• PROBLEM: Below are the records; pull every line that includes "DvStringError".

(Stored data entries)
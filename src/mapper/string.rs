//! The plain `string` field type.
//!
//! An analyzed (or not analyzed) text field. With `doc_values: true` the raw
//! value is also kept as the field's doc value, which only makes sense for
//! fields that are not analyzed. Values longer than `ignore_above` characters
//! are not indexed at all.

use std::sync::Arc;

use log::debug;
use serde_json::{Map, Value, json};

use crate::error::{DvStringError, Result};
use crate::mapper::parser::{
    node_i32, normalize_keys, parse_multi_field_option, parse_string_option, parse_text_option,
    unknown_option,
};
use crate::mapper::registry::{BuilderContext, MapperBuilder, ParserContext, TypeParser};
use crate::mapper::text::{TextField, TextFieldBuilder};
use crate::mapper::{FieldMapper, FieldNames, ParsedField};

pub const CONTENT_TYPE: &str = "string";

/// Builds a [`StringFieldMapper`].
pub struct StringFieldBuilder {
    text: TextFieldBuilder,
    ignore_above: i32,
}

impl StringFieldBuilder {
    pub fn new<S: Into<String>>(name: S) -> Self {
        StringFieldBuilder {
            text: TextFieldBuilder::new(name),
            ignore_above: -1,
        }
    }

    /// The generic text field options.
    pub fn text(&mut self) -> &mut TextFieldBuilder {
        &mut self.text
    }

    /// Values longer than `ignore_above` characters are skipped. `<= 0` disables.
    pub fn ignore_above(&mut self, ignore_above: i32) -> &mut Self {
        self.ignore_above = ignore_above;
        self
    }

    pub fn build_mapper(&self, ctx: &BuilderContext<'_>) -> Result<StringFieldMapper> {
        let field_type = self.text.field_type();
        if field_type.doc_values && field_type.indexed && field_type.tokenized {
            return Err(DvStringError::mapper_parsing(
                self.text.name(),
                "doc_values",
                "field cannot be analyzed and have doc values",
            ));
        }

        Ok(StringFieldMapper {
            text: self.text.build(ctx)?,
            ignore_above: self.ignore_above,
        })
    }
}

impl MapperBuilder for StringFieldBuilder {
    fn name(&self) -> &str {
        self.text.name()
    }

    fn build(&self, ctx: &BuilderContext<'_>) -> Result<Arc<dyn FieldMapper>> {
        Ok(Arc::new(self.build_mapper(ctx)?))
    }
}

/// A plain string field.
#[derive(Clone, Debug)]
pub struct StringFieldMapper {
    text: TextField,
    ignore_above: i32,
}

impl StringFieldMapper {
    pub fn text(&self) -> &TextField {
        &self.text
    }

    pub fn ignore_above(&self) -> i32 {
        self.ignore_above
    }
}

impl FieldMapper for StringFieldMapper {
    fn names(&self) -> &FieldNames {
        self.text.names()
    }

    fn content_type(&self) -> &'static str {
        CONTENT_TYPE
    }

    fn has_doc_values(&self) -> bool {
        self.text.field_type().doc_values
    }

    fn parse(&self, value: Option<&str>) -> Result<ParsedField> {
        let Some(value) = self.text.resolve_value(value) else {
            return Ok(ParsedField::empty());
        };

        if self.ignore_above > 0 && value.chars().count() > self.ignore_above as usize {
            debug!(
                "skipping value of field [{}] longer than ignore_above [{}]",
                self.text.names().index_name(),
                self.ignore_above
            );
            return Ok(ParsedField::empty());
        }

        self.text.index(value, self.text.field_type().doc_values)
    }

    fn multi_fields(&self) -> &[Arc<dyn FieldMapper>] {
        self.text.multi_fields()
    }

    fn copy_to(&self) -> &[String] {
        self.text.copy_to()
    }

    fn to_mapping(&self) -> Value {
        let mut mapping = Map::new();
        mapping.insert("type".into(), json!(CONTENT_TYPE));
        self.text.write_mapping(&mut mapping);
        if self.ignore_above > 0 {
            mapping.insert("ignore_above".into(), json!(self.ignore_above));
        }
        Value::Object(mapping)
    }
}

/// Parses `{"type": "string", ...}`.
pub struct StringTypeParser;

impl TypeParser for StringTypeParser {
    fn parse(
        &self,
        name: &str,
        node: &Map<String, Value>,
        ctx: &ParserContext<'_>,
    ) -> Result<Box<dyn MapperBuilder>> {
        let mut builder = StringFieldBuilder::new(name);

        for (key, value) in normalize_keys(node) {
            if parse_text_option(builder.text(), name, &key, &value, ctx)?
                || parse_string_option(builder.text(), name, &key, &value, ctx)?
            {
                continue;
            }
            if key == "ignore_above" {
                builder.ignore_above(node_i32(name, &key, &value)?);
                continue;
            }
            if !parse_multi_field_option(builder.text(), name, &key, &value, ctx)? {
                return Err(unknown_option(name, &key));
            }
        }

        Ok(Box::new(builder))
    }
}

• RESULT OF THIS EXERCISE:
use crate::error::{DvStringError, Result};
            return Err(DvStringError::mapper_parsing(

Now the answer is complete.